America’s National Forests cover 193 million acres of land that include some of our country’s most spectacular places. But these public lands are more than just scenery. Our National Forests hold over 25% of all carbon stored in U.S. forest ecosystems. These forests also collect and filter drinking water for 60 million people, provide habitat for more than 3,000 species, and offer outdoor recreation that serves 159 million visitors per year and generates $13.7 billion in economic activity.
Just one problem. These public assets are going up in smoke as larger and larger chunks of America’s National Forests are severely burned by a new generation of megafires fueled by climate change. And burned areas that are not reforested can become a danger, the source of mudslides that devastate communities and cut off roadways. This growing crisis is why we must move more quickly to reforest after wildfire through a combination of replanting trees and helping to assist natural regeneration.

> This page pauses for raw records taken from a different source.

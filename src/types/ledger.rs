use chrono::{DateTime, Utc};
use rust_decimal::Decimal;
use serde::{Deserialize, Serialize};

use super::{AveragingMode, EntryMode, Side, TradingPair};

/// A single closed trade, as written to the durable ledger. One row per
/// exit fill — a position closed via partial take-profit then a final
/// stop-loss produces two `TradeRecord`s sharing a `position_id`.
///
/// Idempotent replay keys on `(symbol, candle_open_time, reason)`: the
/// scheduler may re-process the same closed candle after a restart, and the
/// ledger must treat a second attempt to record the same exit as a no-op
/// rather than a duplicate trade.
#[derive(Debug, Clone, Serialize, Deserialize)]
pub struct TradeRecord {
    pub id: String,
    pub position_id: String,
    pub symbol: TradingPair,
    pub side: Side,
    pub entry_price: Decimal,
    pub exit_price: Decimal,
    pub quantity: Decimal,
    pub realized_pnl: Decimal,
    pub commission_paid: Decimal,
    pub opened_at: DateTime<Utc>,
    pub closed_at: DateTime<Utc>,
    /// Open time of the candle whose close triggered this exit. Part of the
    /// idempotency key, not just a timestamp.
    pub candle_open_time: DateTime<Utc>,
    pub reason: ExitReason,
    pub entry_mode: EntryMode,
}

#[derive(Debug, Clone, Copy, PartialEq, Eq, Serialize, Deserialize)]
pub enum ExitReason {
    StopLoss,
    Breakeven,
    TrailingStop,
    PartialTakeProfit,
    TakeProfit,
    SignalExit,
    Liquidation,
}

/// One vote-and-decision record, written whenever the signal generator
/// reaches a non-HOLD decision (and optionally for HOLD, for diagnostics).
#[derive(Debug, Clone, Serialize, Deserialize)]
pub struct SignalRecord {
    pub id: String,
    pub symbol: TradingPair,
    pub candle_open_time: DateTime<Utc>,
    pub decision: DecisionKind,
    pub regime: RegimeKind,
    pub votes_buy: i32,
    pub votes_sell: i32,
    pub reasons: Vec<String>,
    pub executed: bool,
    /// Why a vote tally that cleared the buy threshold still didn't open a
    /// position, e.g. `"falling_knife"`, `"volume_spike"`, `"position_limit"`.
    /// `None` when the decision wasn't a blocked BUY.
    pub block_reason: Option<String>,
    pub created_at: DateTime<Utc>,
}

#[derive(Debug, Clone, Copy, PartialEq, Eq, Serialize, Deserialize)]
pub enum DecisionKind {
    Buy,
    Sell,
    Hold,
}

#[derive(Debug, Clone, Copy, PartialEq, Eq, Serialize, Deserialize)]
pub enum RegimeKind {
    MeanReversion,
    TrendFollowing,
    Transition,
}

/// Single-row (`id = 1`) snapshot of account-level state, upserted after
/// every tick that changes cash or equity.
#[derive(Debug, Clone, Serialize, Deserialize)]
pub struct PortfolioState {
    pub cash_balance: Decimal,
    pub total_equity: Decimal,
    pub realized_pnl_total: Decimal,
    pub updated_at: DateTime<Utc>,
}

/// Per-symbol hysteresis state for the regime selector, persisted so a
/// restart doesn't discard dwell-time progress or flip-flop the regime.
#[derive(Debug, Clone, Serialize, Deserialize)]
pub struct RegimeState {
    pub symbol: TradingPair,
    pub current_regime: RegimeKind,
    pub entered_regime_at: DateTime<Utc>,
    pub candles_in_regime: u32,
}

/// A symbol the scheduler is responsible for polling. `active = false`
/// marks a symbol the scheduler has permanently stopped fetching after a
/// `PermanentUpstream` error, without removing its historical records.
#[derive(Debug, Clone, Serialize, Deserialize)]
pub struct TrackedSymbol {
    pub symbol: TradingPair,
    pub active: bool,
    pub last_fetched_candle_open_time: Option<DateTime<Utc>>,
}

impl From<AveragingMode> for &'static str {
    fn from(mode: AveragingMode) -> Self {
        match mode {
            AveragingMode::AverageDown => "AVERAGE_DOWN",
            AveragingMode::PyramidUp => "PYRAMID_UP",
        }
    }
}
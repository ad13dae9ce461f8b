pub mod trading;
pub mod order;
pub mod position;
pub mod candle;
pub mod ledger;

pub use trading::*;
pub use order::*;
pub use position::*;
pub use candle::*;
pub use ledger::*;
use super::{lowest, Indicator};
use rust_decimal::Decimal;

/// Tracks whether the current close sits at or below the trailing N-day low,
/// a no-buy filter for mean-reversion entries catching a falling knife.
#[derive(Debug, Clone)]
pub struct NDayLow {
    period: usize,
    lows: Vec<Decimal>,
    value: Option<Decimal>,
}

impl NDayLow {
    pub fn new(period: usize) -> Self {
        Self {
            period,
            lows: Vec::with_capacity(period + 1),
            value: None,
        }
    }

    pub fn update(&mut self, low: Decimal) -> Option<Decimal> {
        self.lows.push(low);
        if self.lows.len() > self.period {
            self.lows.remove(0);
        }
        self.value = lowest(&self.lows, self.period);
        self.value
    }

    pub fn value(&self) -> Option<Decimal> {
        self.value
    }

    pub fn is_new_low(&self, close: Decimal) -> bool {
        self.value.map(|low| close <= low).unwrap_or(false)
    }
}

impl Indicator for NDayLow {
    fn name(&self) -> &'static str {
        "NDayLow"
    }

    fn is_ready(&self) -> bool {
        self.value.is_some()
    }

    fn reset(&mut self) {
        self.lows.clear();
        self.value = None;
    }
}

#[cfg(test)]
mod tests {
    use super::*;
    use rust_decimal_macros::dec;

    #[test]
    fn detects_new_low_once_window_full() {
        let mut nd = NDayLow::new(3);
        nd.update(dec!(100));
        nd.update(dec!(95));
        nd.update(dec!(98));
        assert_eq!(nd.value(), Some(dec!(95)));
        assert!(nd.is_new_low(dec!(95)));
        assert!(!nd.is_new_low(dec!(96)));
    }
}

America can take heart knowing we are doing this work across our National Forests faster and better than ever before thanks to a provision tucked in the bipartisan Infrastructure Law called the REPLANT Act and the creative, collaborative way it has been implemented by the U.S. Forest Service with its partners. For our painfully divided country, this environmental success story stands as an example of what we can do when we work together.
To understand the urgency of these efforts, you must understand how profoundly climate change is worsening the impact of wildfire on our forests. Just consider that wildfires now burn more than three times as much land in California as just a few decades ago, and Oregon has set a new record this summer for most acres burned. But it is not only a greater extent of fire—the way climate change is drying out forests means they are also burning more intensely. Having larger and more severely burned areas means that there are fewer living trees to provide seed sources for natural recovery, and hotter fires damage soils in ways that make regrowth of trees more difficult. This phenomenon means millions more acres must now be replanted by hand to regrow trees.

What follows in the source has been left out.